Ricorso al TAR sul cunicolo de La Maddalena
CONTESTATE LA VALUTAZIONE DI IMPATTO AMBIENTALE FRAZIONATA E LE TROPPE E CONTRASTANTI PRESCRIZIONI DEL CIPE
Le associazioni WWF, Legambiente, Italia Nostra e Pro Natura in questi giorni hanno notificato il ricorso al TAR Lazio con cui si impugna la delibera CIPE (n. 86/2010, pubblicata sulla Gazzetta Ufficiale del 6/4/2011) che approva il progetto definitivo di escavazione del cosiddetto cunicolo esplorativo de La Maddalena (Comune di Chiomonte) in Val di Susa, funzionale alla realizzazione della nuova linea ferroviaria ad Alta Velocità Torino-Lione.
Numerose sono le illegittimità riscontrate nella delibera impugnata. La più clamorosa è quella relativa al frazionamento del progetto in tre diverse opere (cunicolo esplorativo/galleria di servizio, tratta internazionale e tratta nazionale): fatto questo vietato dalla normativa europea e anche da quella nazionale di recepimento.
Inoltre, contrariamente a quanto dichiarato dal CIPE, non è stata autorizzata la realizzazione di un cunicolo geognostico, ma di una vera e propria galleria di servizio, funzionale al tunnel di base, che si andrà a costruire con ben altro impatto ambientale e in contrasto con quanto stabilito dal Codice degli appalti.

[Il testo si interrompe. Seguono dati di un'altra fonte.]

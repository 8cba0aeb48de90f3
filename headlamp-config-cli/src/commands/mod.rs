//! CLI command implementations.
//!
//! This module contains the implementations of all CLI commands:
//! - `resolve`: Resolve and print the server configuration
//! - `validate`: Check that the server configuration is valid
//! - `options`: List every recognized server option
//! - `kubeconfig_dir`: Create and print the kubeconfig persistence directory
//! - `completions`: Generate shell completion scripts

pub mod completions;
pub mod kubeconfig_dir;
pub mod options;
pub mod resolve;
pub mod validate;

pub use completions::CompletionsCommand;
pub use kubeconfig_dir::KubeconfigDirCommand;
pub use options::OptionsCommand;
pub use resolve::ResolveCommand;
pub use validate::ValidateCommand;
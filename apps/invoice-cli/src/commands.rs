//! # Command Handlers
//!
//! ```text
//! validate:  read ──► gst_core::validate ──► verdict (JSON on stdout)
//! generate:  read ──► gst_core::assemble ──► render ──► stdout
//!                                               └────► store (unless --no-save)
//! ```

use std::fs;
use std::io::{self, Read};
use std::path::Path;

use anyhow::{Context, Result};
use serde_json::Value;
use tracing::{debug, info, warn};

use gst_core::{assemble, validate, DocumentRenderer, DocumentStore, ValidationVerdict};

/// What `generate` should emit and whether to persist it.
#[derive(Debug, Clone, Copy, Default)]
pub struct GenerateOptions {
    pub json: bool,
    pub save: bool,
}

/// Result of a successful `generate`.
#[derive(Debug, Clone)]
pub struct GenerateOutcome {
    /// Text to print on stdout.
    pub output: String,
    /// Where the rendered document was stored, if it was.
    pub saved_to: Option<String>,
}

/// Reads a JSON payload from `path`, or from stdin when `path` is `-`.
pub fn read_payload(path: &Path) -> Result<Value> {
    let raw = if path == Path::new("-") {
        let mut buffer = String::new();
        io::stdin()
            .read_to_string(&mut buffer)
            .context("Failed to read payload from stdin")?;
        buffer
    } else {
        fs::read_to_string(path)
            .with_context(|| format!("Failed to read payload {}", path.display()))?
    };

    serde_json::from_str(&raw).context("Payload is not valid JSON")
}

pub fn run_validate(payload: &Value) -> ValidationVerdict {
    let verdict = validate(payload);
    match &verdict.message {
        None => info!("Payload is valid"),
        Some(message) => warn!(%message, "Payload rejected"),
    }
    verdict
}

pub fn run_generate<R, S>(
    payload: &Value,
    renderer: &R,
    store: &S,
    options: GenerateOptions,
) -> Result<GenerateOutcome>
where
    R: DocumentRenderer,
    S: DocumentStore,
{
    let model = assemble(payload)?;
    debug!(
        invoice_number = model.invoice_number(),
        items = model.items.len(),
        intra_state = model.is_intra_state(),
        "Invoice assembled"
    );

    let document = renderer.render(&model).context("Failed to render invoice")?;

    let output = if options.json {
        serde_json::to_string_pretty(&model).context("Failed to serialize invoice")?
    } else {
        String::from_utf8_lossy(&document).into_owned()
    };

    let saved_to = if options.save {
        let location = store
            .save(&document, model.invoice_number(), renderer.file_extension())
            .context("Failed to save invoice")?;
        Some(location)
    } else {
        info!(invoice_number = model.invoice_number(), "Skipping save");
        None
    };

    Ok(GenerateOutcome { output, saved_to })
}
//! # Validation Module
//!
//! Structural and format validation of a raw invoice payload.
//!
//! ## Validation Strategy
//! ```text
//! ┌─────────────────────────────────────────────────────────────────────────┐
//! │                      Validation Order                                   │
//! │                                                                         │
//! │  payload (JSON object)                                                 │
//! │  ├── sellerDetails      name, address, city, state, pincode, panNo,    │
//! │  │                      gstRegistrationNo                              │
//! │  ├── placeOfSupply                                                     │
//! │  ├── billingDetails     ... pincode, stateCode                         │
//! │  ├── shippingDetails    ... pincode, stateCode                         │
//! │  ├── placeOfDelivery                                                   │
//! │  ├── orderDetails       orderNo, orderDate                             │
//! │  ├── invoiceDetails     invoiceNo, invoiceDetails, invoiceDate,        │
//! │  │                      reverseCharge                                  │
//! │  ├── items[]            description, unitPrice, quantity, discount,    │
//! │  │                      taxRate                                        │
//! │  ├── signatureImage                                                    │
//! │  └── companyLogo                                                       │
//! │                                                                         │
//! │  Walk stops at the FIRST failure. Undeclared keys are rejected after   │
//! │  the declared keys of the same object.                                 │
//! └─────────────────────────────────────────────────────────────────────────┘
//! ```
//!
//! ## Usage
//! ```rust
//! use gst_core::validation::validate;
//! use serde_json::json;
//!
//! let verdict = validate(&json!({ "sellerDetails": {} }));
//! assert!(!verdict.valid);
//! assert_eq!(
//!     verdict.message.as_deref(),
//!     Some("Invalid input data: sellerDetails.name is required")
//! );
//! ```

use once_cell::sync::Lazy;
use regex::Regex;
use serde::Serialize;
use serde_json::{Map, Value};
use url::Url;

use crate::error::ValidationError;
use crate::types::{parse_iso_date, parse_numeric_text, ReverseCharge};

/// Result type for validation operations.
pub type ValidationResult<T> = Result<T, ValidationError>;

/// The only GST rate line items may carry.
pub const SUPPORTED_TAX_RATE: f64 = 18.0;

/// Minimum number of line items on an invoice.
pub const MIN_LINE_ITEMS: usize = 1;

/// Largest integer a JSON number can carry without precision loss (2^53 − 1).
pub const MAX_SAFE_INTEGER: i64 = 9_007_199_254_740_991;

// ASCII digit classes only; `\d` also matches non-ASCII digits.
static PINCODE: Lazy<Regex> =
    Lazy::new(|| Regex::new(r"^[0-9]{6}$").expect("pincode pattern compiles"));
static PAN: Lazy<Regex> =
    Lazy::new(|| Regex::new(r"^[A-Z]{5}[0-9]{4}[A-Z]$").expect("PAN pattern compiles"));
static STATE_CODE: Lazy<Regex> =
    Lazy::new(|| Regex::new(r"^[0-9]{1,2}$").expect("state code pattern compiles"));

const ROOT_FIELDS: [&str; 10] = [
    "sellerDetails",
    "placeOfSupply",
    "billingDetails",
    "shippingDetails",
    "placeOfDelivery",
    "orderDetails",
    "invoiceDetails",
    "items",
    "signatureImage",
    "companyLogo",
];
const SELLER_FIELDS: [&str; 7] = [
    "name",
    "address",
    "city",
    "state",
    "pincode",
    "panNo",
    "gstRegistrationNo",
];
const PARTY_FIELDS: [&str; 6] = ["name", "address", "city", "state", "pincode", "stateCode"];
const ORDER_FIELDS: [&str; 2] = ["orderNo", "orderDate"];
const INVOICE_FIELDS: [&str; 4] = ["invoiceNo", "invoiceDetails", "invoiceDate", "reverseCharge"];
const ITEM_FIELDS: [&str; 5] = ["description", "unitPrice", "quantity", "discount", "taxRate"];

// =============================================================================
// Verdict
// =============================================================================

/// Caller-facing outcome of [`validate`].
///
/// Serializes as `{"valid":true}` or `{"valid":false,"message":"..."}`.
#[derive(Debug, Clone, PartialEq, Eq, Serialize)]
pub struct ValidationVerdict {
    pub valid: bool,
    #[serde(skip_serializing_if = "Option::is_none")]
    pub message: Option<String>,
}

impl ValidationVerdict {
    pub fn accepted() -> Self {
        ValidationVerdict {
            valid: true,
            message: None,
        }
    }

    pub fn rejected(error: &ValidationError) -> Self {
        ValidationVerdict {
            valid: false,
            message: Some(format!("Invalid input data: {error}")),
        }
    }
}

/// Validates a raw payload and reports the first failure as a message.
pub fn validate(payload: &Value) -> ValidationVerdict {
    match validate_invoice(payload) {
        Ok(()) => ValidationVerdict::accepted(),
        Err(error) => ValidationVerdict::rejected(&error),
    }
}

// =============================================================================
// Schema Walk
// =============================================================================

/// Validates a raw payload, returning the first rule it breaks.
///
/// Does not mutate or normalize the payload.
pub fn validate_invoice(payload: &Value) -> ValidationResult<()> {
    let root = match payload {
        Value::Object(map) => map,
        _ => {
            return Err(ValidationError::WrongType {
                field: "payload".to_string(),
                expected: "an object",
            })
        }
    };

    validate_seller(root.get("sellerDetails"))?;
    required_string(root, "", "placeOfSupply")?;
    validate_party(root.get("billingDetails"), "billingDetails")?;
    validate_party(root.get("shippingDetails"), "shippingDetails")?;
    required_string(root, "", "placeOfDelivery")?;
    validate_order(root.get("orderDetails"))?;
    validate_invoice_details(root.get("invoiceDetails"))?;
    validate_items(root.get("items"))?;
    required_uri(root, "", "signatureImage")?;
    required_uri(root, "", "companyLogo")?;
    reject_unknown(root, "", &ROOT_FIELDS)
}

fn validate_seller(value: Option<&Value>) -> ValidationResult<()> {
    let parent = "sellerDetails";
    let seller = required_object(value, parent)?;

    for key in ["name", "address", "city", "state"] {
        required_string(seller, parent, key)?;
    }
    matching_string(seller, parent, "pincode", &PINCODE, "6-digit pincode")?;
    matching_string(seller, parent, "panNo", &PAN, "PAN (AAAAA9999A)")?;
    required_string(seller, parent, "gstRegistrationNo")?;

    reject_unknown(seller, parent, &SELLER_FIELDS)
}

fn validate_party(value: Option<&Value>, parent: &str) -> ValidationResult<()> {
    let party = required_object(value, parent)?;

    for key in ["name", "address", "city", "state"] {
        required_string(party, parent, key)?;
    }
    matching_string(party, parent, "pincode", &PINCODE, "6-digit pincode")?;
    matching_string(party, parent, "stateCode", &STATE_CODE, "1-2 digit state code")?;

    reject_unknown(party, parent, &PARTY_FIELDS)
}

fn validate_order(value: Option<&Value>) -> ValidationResult<()> {
    let parent = "orderDetails";
    let order = required_object(value, parent)?;

    required_string(order, parent, "orderNo")?;
    required_date(order, parent, "orderDate")?;

    reject_unknown(order, parent, &ORDER_FIELDS)
}

fn validate_invoice_details(value: Option<&Value>) -> ValidationResult<()> {
    let parent = "invoiceDetails";
    let details = required_object(value, parent)?;

    required_string(details, parent, "invoiceNo")?;
    required_string(details, parent, "invoiceDetails")?;
    required_date(details, parent, "invoiceDate")?;
    validate_reverse_charge(details, parent)?;

    reject_unknown(details, parent, &INVOICE_FIELDS)
}

fn validate_reverse_charge(details: &Map<String, Value>, parent: &str) -> ValidationResult<()> {
    let field = path(parent, "reverseCharge");
    match details.get("reverseCharge") {
        None => Err(ValidationError::Required { field }),
        Some(Value::String(s)) if ReverseCharge::ALLOWED.contains(&s.as_str()) => Ok(()),
        Some(_) => Err(ValidationError::NotAllowed {
            field,
            allowed: ReverseCharge::ALLOWED.iter().map(|s| s.to_string()).collect(),
        }),
    }
}

fn validate_items(value: Option<&Value>) -> ValidationResult<()> {
    let field = "items".to_string();
    let items = match value {
        None => return Err(ValidationError::Required { field }),
        Some(Value::Array(items)) => items,
        Some(_) => {
            return Err(ValidationError::WrongType {
                field,
                expected: "an array",
            })
        }
    };

    if items.len() < MIN_LINE_ITEMS {
        return Err(ValidationError::TooFewItems {
            field,
            min: MIN_LINE_ITEMS,
        });
    }

    for (index, item) in items.iter().enumerate() {
        validate_line_item(item, &format!("items[{index}]"))?;
    }

    Ok(())
}

/// Validates one line item.
///
/// ## Rules
/// - description: non-empty string
/// - unitPrice: number > 0
/// - quantity: integer > 0 (and ≤ 2^53 − 1)
/// - discount: number ≥ 0, optional
/// - taxRate: exactly 18
fn validate_line_item(value: &Value, parent: &str) -> ValidationResult<()> {
    let item = match value {
        Value::Object(map) => map,
        _ => {
            return Err(ValidationError::WrongType {
                field: parent.to_string(),
                expected: "an object",
            })
        }
    };

    required_string(item, parent, "description")?;

    let unit_price = required_number(item, parent, "unitPrice")?;
    if unit_price <= 0.0 {
        return Err(ValidationError::MustBePositive {
            field: path(parent, "unitPrice"),
        });
    }

    let quantity = required_number(item, parent, "quantity")?;
    if quantity.fract() != 0.0 {
        return Err(ValidationError::MustBeInteger {
            field: path(parent, "quantity"),
        });
    }
    if quantity <= 0.0 {
        return Err(ValidationError::MustBePositive {
            field: path(parent, "quantity"),
        });
    }
    if quantity > MAX_SAFE_INTEGER as f64 {
        return Err(ValidationError::OutOfRange {
            field: path(parent, "quantity"),
            min: 1,
            max: MAX_SAFE_INTEGER,
        });
    }

    if item.contains_key("discount") {
        let discount = required_number(item, parent, "discount")?;
        if discount < 0.0 {
            return Err(ValidationError::MustBeNonNegative {
                field: path(parent, "discount"),
            });
        }
    }

    let tax_rate = required_number(item, parent, "taxRate")?;
    if tax_rate != SUPPORTED_TAX_RATE {
        return Err(ValidationError::UnsupportedTaxRate {
            field: path(parent, "taxRate"),
            rate: item
                .get("taxRate")
                .map(Value::to_string)
                .unwrap_or_default(),
        });
    }

    reject_unknown(item, parent, &ITEM_FIELDS)
}

// =============================================================================
// Field Helpers
// =============================================================================

fn path(parent: &str, key: &str) -> String {
    if parent.is_empty() {
        key.to_string()
    } else {
        format!("{parent}.{key}")
    }
}

fn required_object<'a>(
    value: Option<&'a Value>,
    field: &str,
) -> ValidationResult<&'a Map<String, Value>> {
    match value {
        None => Err(ValidationError::Required {
            field: field.to_string(),
        }),
        Some(Value::Object(map)) => Ok(map),
        Some(_) => Err(ValidationError::WrongType {
            field: field.to_string(),
            expected: "an object",
        }),
    }
}

fn required_string<'a>(
    object: &'a Map<String, Value>,
    parent: &str,
    key: &str,
) -> ValidationResult<&'a str> {
    match object.get(key) {
        None => Err(ValidationError::Required {
            field: path(parent, key),
        }),
        Some(Value::String(s)) if s.is_empty() => Err(ValidationError::Empty {
            field: path(parent, key),
        }),
        Some(Value::String(s)) => Ok(s.as_str()),
        Some(_) => Err(ValidationError::WrongType {
            field: path(parent, key),
            expected: "a string",
        }),
    }
}

fn matching_string(
    object: &Map<String, Value>,
    parent: &str,
    key: &str,
    pattern: &Regex,
    rule: &'static str,
) -> ValidationResult<()> {
    let value = required_string(object, parent, key)?;
    if !pattern.is_match(value) {
        return Err(ValidationError::PatternMismatch {
            field: path(parent, key),
            value: value.to_string(),
            rule,
        });
    }
    Ok(())
}

fn required_date(object: &Map<String, Value>, parent: &str, key: &str) -> ValidationResult<()> {
    let value = required_string(object, parent, key)?;
    if parse_iso_date(value).is_none() {
        return Err(ValidationError::InvalidFormat {
            field: path(parent, key),
            reason: "must be a valid ISO 8601 date".to_string(),
        });
    }
    Ok(())
}

fn required_uri(object: &Map<String, Value>, parent: &str, key: &str) -> ValidationResult<()> {
    let value = required_string(object, parent, key)?;
    if Url::parse(value).is_err() {
        return Err(ValidationError::InvalidFormat {
            field: path(parent, key),
            reason: "must be a valid uri".to_string(),
        });
    }
    Ok(())
}

fn required_number(object: &Map<String, Value>, parent: &str, key: &str) -> ValidationResult<f64> {
    match object.get(key) {
        None => Err(ValidationError::Required {
            field: path(parent, key),
        }),
        Some(Value::Number(n)) => n.as_f64().ok_or_else(|| ValidationError::WrongType {
            field: path(parent, key),
            expected: "a number",
        }),
        // numeric text is read as the number it spells
        Some(Value::String(text)) => parse_numeric_text(text).ok_or_else(|| ValidationError::WrongType {
            field: path(parent, key),
            expected: "a number",
        }),
        Some(_) => Err(ValidationError::WrongType {
            field: path(parent, key),
            expected: "a number",
        }),
    }
}

fn reject_unknown(object: &Map<String, Value>, parent: &str, declared: &[&str]) -> ValidationResult<()> {
    match object.keys().find(|key| !declared.contains(&key.as_str())) {
        Some(key) => Err(ValidationError::UnknownField {
            field: path(parent, key),
        }),
        None => Ok(()),
    }
}

// =============================================================================
// Unit Tests
// =============================================================================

Il progetto definitivo appare lacunoso e, secondo le Associazioni ricorrenti, pare evidente che il CIPE abbia cercato, per renderlo approvabile, di integrarne i contenuti tramite l’imposizione di numerosissime prescrizioni – nell’apposito allegato se ne contano 128! – per un’opera che si sviluppa per soli 7,6 km.
Peraltro, le associazioni ricorrenti hanno riscontrato numerose contraddizioni tra le stesse prescrizioni, per cui non è neppure chiaro cosa abbia realmente stabilito il CIPE.
Infine, nel loro ricorso le associazioni ambientaliste rilevano anche pesanti vizi in materia di applicazione della disciplina dei rifiuti con riguardo alla gestione delle terre e rocce da scavo.